START Records provided

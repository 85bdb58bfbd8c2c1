// tests/common/mod.rs
//
// Shared fixtures for the integration tests: in-memory connectors with call
// counters, a profile, a small curated catalog and engine builders.
#![allow(dead_code)]

use std::sync::atomic::{AtomicUsize, Ordering};
use std::sync::Arc;
use std::time::Duration;

use async_trait::async_trait;
use opportunity_engine::ai_adapter::{AiScorer, DisabledScorer, DynAiScorer, ScoreFuture, ScoreRequest};
use opportunity_engine::catalog::{CuratedEntry, StaticCatalog};
use opportunity_engine::config::engine::EngineConfig;
use opportunity_engine::error::{ConnectorError, ScoringError};
use opportunity_engine::ingest::types::{Connector, DynConnector, RawListing};
use opportunity_engine::{Engine, Profile};

pub enum Behavior {
    Return(Vec<RawListing>),
    Fail(fn() -> ConnectorError),
    Panic(&'static str),
}

/// Connector answering from memory after an optional (tokio) delay.
pub struct StubConnector {
    name: String,
    delay: Duration,
    behavior: Behavior,
    pub calls: Arc<AtomicUsize>,
}

impl StubConnector {
    pub fn ok(name: &str, listings: Vec<RawListing>) -> Self {
        Self {
            name: name.to_string(),
            delay: Duration::ZERO,
            behavior: Behavior::Return(listings),
            calls: Arc::new(AtomicUsize::new(0)),
        }
    }

    pub fn failing(name: &str, err: fn() -> ConnectorError) -> Self {
        Self {
            name: name.to_string(),
            delay: Duration::ZERO,
            behavior: Behavior::Fail(err),
            calls: Arc::new(AtomicUsize::new(0)),
        }
    }

    /// Connector whose fetch panics instead of returning.
    pub fn panicking(name: &str, msg: &'static str) -> Self {
        Self {
            name: name.to_string(),
            delay: Duration::ZERO,
            behavior: Behavior::Panic(msg),
            calls: Arc::new(AtomicUsize::new(0)),
        }
    }

    pub fn with_delay(mut self, delay: Duration) -> Self {
        self.delay = delay;
        self
    }

    pub fn counter(&self) -> Arc<AtomicUsize> {
        self.calls.clone()
    }
}

#[async_trait]
impl Connector for StubConnector {
    async fn fetch(
        &self,
        _profile: &Profile,
        _budget: Duration,
    ) -> Result<Vec<RawListing>, ConnectorError> {
        self.calls.fetch_add(1, Ordering::SeqCst);
        if !self.delay.is_zero() {
            tokio::time::sleep(self.delay).await;
        }
        match &self.behavior {
            Behavior::Return(v) => Ok(v.clone()),
            Behavior::Fail(f) => Err(f()),
            Behavior::Panic(msg) => panic!("{msg}"),
        }
    }

    fn name(&self) -> &str {
        &self.name
    }
}

/// Scorer that is enabled but never answers successfully.
pub struct DownScorer;

impl AiScorer for DownScorer {
    fn score<'a>(&'a self, _req: &'a ScoreRequest) -> ScoreFuture<'a> {
        Box::pin(async { Err(ScoringError::Unavailable("forced failure".into())) })
    }
    fn provider_name(&self) -> &'static str {
        "down"
    }
}

pub fn listing(source: &str, title: &str, company: &str, tags: &[&str], url: Option<&str>) -> RawListing {
    RawListing {
        source: source.to_string(),
        title: title.to_string(),
        company: company.to_string(),
        kind: Some("internship".to_string()),
        tags: tags.iter().map(|t| t.to_string()).collect(),
        url: url.map(str::to_string),
        posted_at: None,
    }
}

pub fn profile() -> Profile {
    Profile {
        email: "student@kec.edu".into(),
        role: "student".into(),
        department: "CSE".into(),
        skills: vec!["backend".into(), "go".into()],
        interests: Vec::new(),
    }
}

pub fn curated_frontend() -> CuratedEntry {
    CuratedEntry {
        id: "cur-fe".into(),
        title: "Frontend Intern".into(),
        company: "KEC Placement Cell".into(),
        kind: "internship".into(),
        tags: vec!["frontend".into()],
        source_url: Some("#".into()),
        added_at: None,
    }
}

pub fn catalog() -> StaticCatalog {
    StaticCatalog::new(vec![curated_frontend()])
}

pub fn config() -> EngineConfig {
    EngineConfig {
        connector_timeout_ms: 1_000,
        crawl_deadline_ms: 5_000,
        ..EngineConfig::default()
    }
}

pub fn engine_with(connectors: Vec<DynConnector>, scorer: DynAiScorer) -> Engine {
    Engine::new(&config(), connectors, scorer)
}

pub fn engine(connectors: Vec<DynConnector>) -> Engine {
    engine_with(connectors, Arc::new(DisabledScorer))
}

END Records provided

▸ **Description of the task**:
From the data above, gather every line that includes the word "ScoreFuture".

▸ **Task response**:
use opportunity_engine::ai_adapter::{AiScorer, DisabledScorer, DynAiScorer, ScoreFuture, ScoreRequest};
    fn score<'a>(&'a self, _req: &'a ScoreRequest) -> ScoreFuture<'a> {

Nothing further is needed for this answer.